> EXERCISE GOAL:
Each entry must be restated exactly as it appears.

(Excerpts from a dataset)
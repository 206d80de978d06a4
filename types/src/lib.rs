//! Fundamental types for the raze protocol.
//!
//! This crate defines the core types shared across every other crate in the
//! workspace: block hashes, accounts, raw amounts and unit ratios, key and
//! signature types, network identifiers, and wire endpoints.

pub mod account;
pub mod amount;
pub mod endpoint;
pub mod error;
pub mod hash;
pub mod keys;
pub mod network;

pub use account::Account;
pub use amount::{Amount, GRAZE_RATIO, MRAZE_RATIO, RAZE_RATIO};
pub use endpoint::Endpoint;
pub use error::TypeError;
pub use hash::BlockHash;
pub use keys::{KeyPair, PrivateKey, PublicKey, Signature};
pub use network::NetworkId;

> THE COMPLETED TASK:
repository 206d80de978d06a4
filename types/src/lib.rs
//! Fundamental types for the raze protocol.
//!
//! This crate defines the core types shared across every other crate in the
//! workspace: block hashes, accounts, raw amounts and unit ratios, key and
//! signature types, network identifiers, and wire endpoints.

pub mod account;
pub mod amount;
pub mod endpoint;
pub mod error;
pub mod hash;
pub mod keys;
pub mod network;

pub use account::Account;
pub use amount::{Amount, GRAZE_RATIO, MRAZE_RATIO, RAZE_RATIO};
pub use endpoint::Endpoint;
pub use error::TypeError;
pub use hash::BlockHash;
pub use keys::{KeyPair, PrivateKey, PublicKey, Signature};
pub use network::NetworkId;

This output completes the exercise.